Yes, we need to distinguish the existing "nocache" that tries to avoid
unnecessary cache pollution and this new "must write through" semantic
for writing to persistent memory. I suspect usages of
skb_add_data_nocache() are ok since they are in the transmit path.
Receiving directly into a buffer that is expected to be persisted
immediately is where we would need to be careful, but that is already
backstopped by dirty cacheline tracking. So as far as I can see, we
should only need a new memcpy_writethrough() (?) for the pmem
direct-i/o path at present.
OK... Right now we have several places playing with nocache:
* dax_iomap_actor(). Writethrough warranties needed, nocache
side serves to reduce the cache impact *and* avoid the need for clwb
* several memcpy_to_pmem() users - acpi_nfit_blk_single_io(),
nsio_rw_bytes(), write_pmem(). No clwb attempted; is it needed there?

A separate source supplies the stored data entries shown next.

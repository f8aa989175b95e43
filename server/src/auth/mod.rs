//! Admin authentication for the HTTP surface.

pub mod handlers;
pub mod middleware;

pub use middleware::AdminSession;
//! Correlation id middleware.
//!
//! Installed with `axum::middleware::from_fn(correlation_id)`. For every
//! request it:
//!
//! 1. takes the id from `X-Correlation-ID` or generates a UUID v4
//! 2. stores it in the request extensions for the `CorrelationId` extractor
//! 3. runs the rest of the stack inside an `http_request` span
//! 4. echoes the id on the response

use crate::extractors::parse_correlation_header;
use axum::{
    extract::Request,
    http::HeaderValue,
    middleware::Next,
    response::Response,
};
use tracing::Instrument;
use uuid::Uuid;

/// Header name for correlation ID.
pub const CORRELATION_ID_HEADER: &str = "X-Correlation-ID";

/// Correlation id middleware function.
pub async fn correlation_id(mut req: Request, next: Next) -> Response {
    let correlation_id = parse_correlation_header(req.headers()).unwrap_or_else(Uuid::new_v4);
    req.extensions_mut().insert(correlation_id);

    let span = tracing::info_span!(
        "http_request",
        correlation_id = %correlation_id,
        method = %req.method(),
        uri = %req.uri(),
    );

    let mut response = next.run(req).instrument(span).await;

    if let Ok(value) = HeaderValue::from_str(&correlation_id.to_string()) {
        response.headers_mut().insert(CORRELATION_ID_HEADER, value);
    }
    response
}
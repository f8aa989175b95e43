//! Business metrics for the party RSVP server.
//!
//! # Exported Metrics
//!
//! ## Counters
//! - `party_rsvp_submissions_total{outcome}` - RSVP submissions by outcome
//! - `party_rsvp_children_total` - Children recorded by accepted RSVPs
//! - `party_rsvp_invites_imported_total{result}` - Import rows by result
//! - `party_rsvp_admin_logins_total{outcome}` - Admin logins by outcome
//! - `party_rsvp_store_errors_total{operation}` - Store failures (recorded by the Postgres store)

use metrics::describe_counter;
use metrics_exporter_prometheus::{PrometheusBuilder, PrometheusHandle};
use party_rsvp_core::{ImportSummary, RsvpError};

/// Register all business metric descriptions.
pub fn register_business_metrics() {
    describe_counter!(
        "party_rsvp_submissions_total",
        "RSVP submissions by outcome (accepted, rejected, failed)"
    );
    describe_counter!(
        "party_rsvp_children_total",
        "Children recorded by accepted RSVPs"
    );
    describe_counter!(
        "party_rsvp_invites_imported_total",
        "Guest list rows by result (inserted, missing_name, duplicate, malformed)"
    );
    describe_counter!(
        "party_rsvp_admin_logins_total",
        "Admin login attempts by outcome (success, rejected, failed)"
    );
    describe_counter!(
        "party_rsvp_store_errors_total",
        "Store operations that failed, by operation"
    );

    tracing::info!("Business metrics registered");
}

/// Install the Prometheus recorder and register descriptions.
///
/// # Errors
///
/// Returns the exporter's error if a recorder is already installed.
pub fn install_recorder() -> Result<PrometheusHandle, metrics_exporter_prometheus::BuildError> {
    let handle = PrometheusBuilder::new().install_recorder()?;
    register_business_metrics();
    Ok(handle)
}

/// Record an accepted RSVP with `children` children.
pub fn record_submission_accepted(children: usize) {
    metrics::counter!("party_rsvp_submissions_total", "outcome" => "accepted").increment(1);
    metrics::counter!("party_rsvp_children_total")
        .increment(u64::try_from(children).unwrap_or(u64::MAX));
}

/// Record a submission that did not produce an RSVP.
pub fn record_submission_error(err: &RsvpError) {
    let outcome = if err.is_caller_error() { "rejected" } else { "failed" };
    metrics::counter!("party_rsvp_submissions_total", "outcome" => outcome).increment(1);
}

/// Record the rows of a completed import.
pub fn record_import(summary: &ImportSummary) {
    for (result, count) in [
        ("inserted", summary.inserted),
        ("missing_name", summary.missing_name),
        ("duplicate", summary.duplicates),
        ("malformed", summary.malformed),
    ] {
        if count > 0 {
            metrics::counter!("party_rsvp_invites_imported_total", "result" => result)
                .increment(count);
        }
    }
}

/// Record an admin login attempt.
pub fn record_login(outcome: &'static str) {
    metrics::counter!("party_rsvp_admin_logins_total", "outcome" => outcome).increment(1);
}
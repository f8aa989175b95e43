//! Liveness endpoint.

use axum::{Json, http::StatusCode};
use serde::Serialize;

/// Liveness response.
#[derive(Debug, Serialize)]
pub struct HealthResponse {
    /// Always `"ok"` while the process serves requests
    pub status: &'static str,
    /// Crate version
    pub version: &'static str,
}

/// `GET /health`. Does not touch the store.
#[allow(clippy::unused_async)]
pub async fn health_check() -> (StatusCode, Json<HealthResponse>) {
    (
        StatusCode::OK,
        Json(HealthResponse {
            status: "ok",
            version: env!("CARGO_PKG_VERSION"),
        }),
    )
}

#[cfg(test)]
mod tests {
    use super::*;

    #[tokio::test]
    async fn test_health_check() {
        let (status, Json(body)) = health_check().await;
        assert_eq!(status, StatusCode::OK);
        assert_eq!(body.status, "ok");
        assert!(!body.version.is_empty());
    }
}
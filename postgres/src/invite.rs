use crate::PostgresStore;
use crate::error::store_error;
use crate::rows::InviteRow;
use async_trait::async_trait;
use party_rsvp_core::providers::InviteRepository;
use party_rsvp_core::{InsertOutcome, Invite, NewInvite, Result};

#[async_trait]
impl InviteRepository for PostgresStore {
    async fn insert_invite_if_absent(&self, invite: &NewInvite) -> Result<InsertOutcome> {
        let done = sqlx::query(
            r"
            INSERT INTO invites (invite_name, invite_key, phone)
            VALUES ($1, $2, $3)
            ON CONFLICT (invite_key) DO NOTHING
            ",
        )
        .bind(&invite.invite_name)
        .bind(&invite.invite_key)
        .bind(invite.phone.as_deref())
        .execute(&self.pool)
        .await
        .map_err(|e| store_error("insert_invite", &e))?;

        Ok(if done.rows_affected() == 0 {
            InsertOutcome::AlreadyPresent
        } else {
            InsertOutcome::Inserted
        })
    }

    async fn list_invites(&self) -> Result<Vec<Invite>> {
        let rows: Vec<InviteRow> = sqlx::query_as(
            r"
            SELECT id, invite_name, phone, created_at
            FROM invites
            ORDER BY created_at, id
            ",
        )
        .fetch_all(&self.pool)
        .await
        .map_err(|e| store_error("list_invites", &e))?;

        Ok(rows.into_iter().map(Invite::from).collect())
    }
}
//! Persistent store implementations.

#[cfg(feature = "postgres")]
pub mod postgres;

#[cfg(feature = "postgres")]
pub use postgres::{PostgresAdminRepository, PostgresSessionStore};
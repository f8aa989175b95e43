//! `PostgreSQL` admin and session stores.
//!
//! Both tables are created by the `party-rsvp-postgres` migrations.
//!
//! # Example
//!
//! ```no_run
//! use party_rsvp_auth::stores::postgres::{PostgresAdminRepository, PostgresSessionStore};
//! use sqlx::PgPool;
//!
//! # async fn example() -> Result<(), Box<dyn std::error::Error>> {
//! let pool = PgPool::connect("postgresql://localhost/party_rsvp").await?;
//! let admins = PostgresAdminRepository::new(pool.clone());
//! let sessions = PostgresSessionStore::new(pool);
//! # Ok(())
//! # }
//! ```

pub mod admin;
pub mod session;

// Re-exports
pub use admin::PostgresAdminRepository;
pub use session::PostgresSessionStore;

use crate::error::AuthError;

pub(crate) fn db_error(context: &str, error: &sqlx::Error) -> AuthError {
    tracing::error!(error = %error, "{context}");
    AuthError::DatabaseError(format!("{context}: {error}"))
}
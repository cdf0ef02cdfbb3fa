use std::io;

use anyhow::Context;
use bril_lvn::local_value_numbering;
use tracing_subscriber::EnvFilter;

fn main() -> anyhow::Result<()> {
    tracing_subscriber::fmt()
        .with_env_filter(EnvFilter::from_default_env())
        .with_writer(io::stderr)
        .init();

    let mut program =
        bril_ir::load_program(io::stdin().lock()).context("reading program from stdin")?;

    for function in &mut program.functions {
        let name = function.name.clone();
        local_value_numbering(function).with_context(|| format!("in function `{name}`"))?;
    }

    bril_ir::output_program(&program, io::stdout().lock()).context("writing program to stdout")
}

* hfi1_copy_sge(). Cache pollution avoidance? The source is
in the kernel, looks like memcpy_nocache() candidate.
* ntb_memcpy_tx(). Really fishy one - it's from kernel to iomem,
with nocache userland->kernel copying primitive abused on x86. As soon
as e.g. powerpc or sparc grows ARCH_HAS_NOCACHE_UACCESS, we are in trouble
there. What is it actually trying to achieve? memcpy_toio() with
cache pollution avoidance?
* networking copy_from_iter_full_nocache() users - cache pollution
avoidance, AFAICS; no writethrough warranties sought.
Why does pmem need writethrough warranties, anyway? All explanations I've
found on the net had been along the lines of "we should not store a pointer
to pmem data structure until the structure itself had been committed to
pmem itself" and it looks like something that ought to be a job for barriers
- after all, we don't want the pointer store to be observed by _anything_
in the system until the earlier stores are visible, so what makes pmem
different from e.g. another CPU or a PCI busmaster, or...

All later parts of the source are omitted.